impl PreconditionError {
    pub fn system_not_ready(reason: impl Into<String>) -> Self {
        Self::new("system", PreconditionErrorKind::SystemNotReady).with_context_arg(reason.into())
    }

    pub fn conflicting_state(subject: impl Into<String>, description: impl Into<String>) -> Self {
        Self::new(subject, PreconditionErrorKind::ConflictingState)
            .with_context_arg(description.into())
    }

    pub fn insufficient_permissions(subject: impl Into<String>, required: impl Into<String>) -> Self {
        Self::new(subject, PreconditionErrorKind::InsufficientPermissions)
            .with_context_arg(required.into())
    }

    pub fn resource_locked(resource_type: impl Into<String>, resource_id: impl Into<Value>) -> Self {
        let resource_type = resource_type.into();
        Self::new(resource_type.clone(), PreconditionErrorKind::ResourceLocked)
            .with_context_args(args([Value::String(resource_type), resource_id.into()]))
    }

    pub fn operation_not_allowed(operation: impl Into<String>, state: impl Into<String>) -> Self {
        let operation = operation.into();
        Self::new(operation.clone(), PreconditionErrorKind::OperationNotAllowed)
            .with_context_args(args([Value::String(operation), Value::String(state.into())]))
    }

    pub fn rate_limit_exceeded(subject: impl Into<String>, limit: impl Into<String>) -> Self {
        Self::new(subject, PreconditionErrorKind::RateLimitExceeded).with_context_arg(limit.into())
    }

    pub fn maintenance_mode(estimated_duration: impl Into<String>) -> Self {
        Self::new("system", PreconditionErrorKind::MaintenanceMode)
            .with_context_arg(estimated_duration.into())
    }

    pub fn dependency_unavailable(dependency: impl Into<String>) -> Self {
        let dependency = dependency.into();
        Self::new(dependency.clone(), PreconditionErrorKind::DependencyUnavailable)
            .with_context_arg(dependency)
    }

    pub fn failed(subject: impl Into<String>, condition: impl Into<String>) -> Self {
        Self::new(subject, PreconditionErrorKind::PreconditionFailed)
            .with_context_arg(condition.into())
    }
}

impl PostconditionError {
    pub fn expected_state_not_reached(subject: impl Into<String>, expected: impl Into<String>) -> Self {
        Self::new(subject, PostconditionErrorKind::ExpectedStateNotReached)
            .with_context_arg(expected.into())
    }

    pub fn invariant_violated(subject: impl Into<String>, description: impl Into<String>) -> Self {
        Self::new(subject, PostconditionErrorKind::InvariantViolated)
            .with_context_arg(description.into())
    }

    pub fn side_effect_failed(subject: impl Into<String>, description: impl Into<String>) -> Self {
        Self::new(subject, PostconditionErrorKind::SideEffectFailed)
            .with_context_arg(description.into())
    }

    pub fn persistence_failed(entity: impl Into<String>, id: impl Into<Value>) -> Self {
        let entity = entity.into();
        Self::new(entity.clone(), PostconditionErrorKind::PersistenceFailed)
            .with_context_args(args([Value::String(entity), id.into()]))
    }

    pub fn notification_failed(channel: impl Into<String>, recipient: impl Into<String>) -> Self {
        let channel = channel.into();
        Self::new(channel.clone(), PostconditionErrorKind::NotificationFailed)
            .with_context_args(args([Value::String(channel), Value::String(recipient.into())]))
    }

    pub fn consistency_violated(subject: impl Into<String>, rule: impl Into<String>) -> Self {
        Self::new(subject, PostconditionErrorKind::ConsistencyViolated).with_context_arg(rule.into())
    }

    pub fn integration_failed(system: impl Into<String>, operation: impl Into<String>) -> Self {
        let system = system.into();
        Self::new(system.clone(), PostconditionErrorKind::IntegrationFailed)
            .with_context_args(args([Value::String(system), Value::String(operation.into())]))
    }

    pub fn transaction_rollback(subject: impl Into<String>, reason: impl Into<String>) -> Self {
        Self::new(subject, PostconditionErrorKind::TransactionRollback).with_context_arg(reason.into())
    }

    pub fn async_operation_failed(subject: impl Into<String>, reason: impl Into<String>) -> Self {
        Self::new(subject, PostconditionErrorKind::AsyncOperationFailed)
            .with_context_arg(reason.into())
    }

    pub fn resource_cleanup_failed(subject: impl Into<String>, reason: impl Into<String>) -> Self {
        Self::new(subject, PostconditionErrorKind::ResourceCleanupFailed)
            .with_context_arg(reason.into())
    }
}

impl BusinessRuleError {
    /// Context args are the account, the requested amount and the available balance.
    pub fn insufficient_funds(
        account: impl Into<String>,
        requested: impl Into<Value>,
        available: impl Into<Value>,
    ) -> Self {
        let account = account.into();
        Self::new("insufficient_funds", BusinessRuleErrorKind::InsufficientFunds)
            .with_context_args(args([Value::String(account), requested.into(), available.into()]))
    }

    /// The actual age is also recorded as the actual value.
    pub fn age_restriction(minimum_age: u32, actual_age: u32) -> Self {
        Self::new("age_restriction", BusinessRuleErrorKind::AgeRestriction)
            .with_context_args(args([minimum_age.into(), actual_age.into()]))
            .with_actual_value(actual_age)
    }
}

impl AuthorizationError {
    pub fn not_authenticated() -> Self {
        Self::new("authentication", AuthorizationErrorKind::NotAuthenticated)
    }

    pub fn insufficient_permissions(required: impl Into<String>) -> Self {
        Self::new("authorization", AuthorizationErrorKind::InsufficientPermissions)
            .with_context_arg(required.into())
    }
}

impl ResourceError {
    /// The id becomes the only context arg.
    pub fn not_found(resource_type: impl Into<String>, id: impl Into<Value>) -> Self {
        Self::new(resource_type, ResourceErrorKind::NotFound).with_context_arg(id)
    }

    pub fn already_exists(resource_type: impl Into<String>, id: impl Into<Value>) -> Self {
        Self::new(resource_type, ResourceErrorKind::AlreadyExists).with_context_arg(id)
    }
}

impl InvariantError {
    pub fn object_consistency(subject: impl Into<String>, description: impl Into<String>) -> Self {
        Self::new(subject, InvariantErrorKind::ObjectConsistency)
            .with_context_arg(description.into())
    }

    pub fn data_corruption(subject: impl Into<String>, description: impl Into<String>) -> Self {
        Self::new(subject, InvariantErrorKind::DataCorruption).with_context_arg(description.into())
    }
}

/// A system error of any family.
#[derive(Debug, Clone, PartialEq, Serialize, Deserialize)]
#[serde(tag = "family", rename_all = "snake_case")]
pub enum SystemError {
    Parameter(ParameterError),
    Precondition(PreconditionError),
    Postcondition(PostconditionError),
    BusinessRule(BusinessRuleError),
    Authorization(AuthorizationError),
    Resource(ResourceError),
    Invariant(InvariantError),
}

macro_rules! each_family {
    ($value:expr, $error:ident => $body:expr) => {
        match $value {
            SystemError::Parameter($error) => $body,
            SystemError::Precondition($error) => $body,
            SystemError::Postcondition($error) => $body,
            SystemError::BusinessRule($error) => $body,
            SystemError::Authorization($error) => $body,
            SystemError::Resource($error) => $body,
            SystemError::Invariant($error) => $body,
        }
    };
}

macro_rules! rebuild_family {
    ($value:expr, $error:ident => $body:expr) => {
        match $value {
            SystemError::Parameter($error) => SystemError::Parameter($body),
            SystemError::Precondition($error) => SystemError::Precondition($body),
            SystemError::Postcondition($error) => SystemError::Postcondition($body),
            SystemError::BusinessRule($error) => SystemError::BusinessRule($body),
            SystemError::Authorization($error) => SystemError::Authorization($body),
            SystemError::Resource($error) => SystemError::Resource($body),
            SystemError::Invariant($error) => SystemError::Invariant($body),
        }
    };
}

▬▬▬▬▬▬

• **AIM OF THE EXERCISE**
In the records, how many lines include the string "entity"? The answer is that number alone.

• **TASK OUTPUT**
4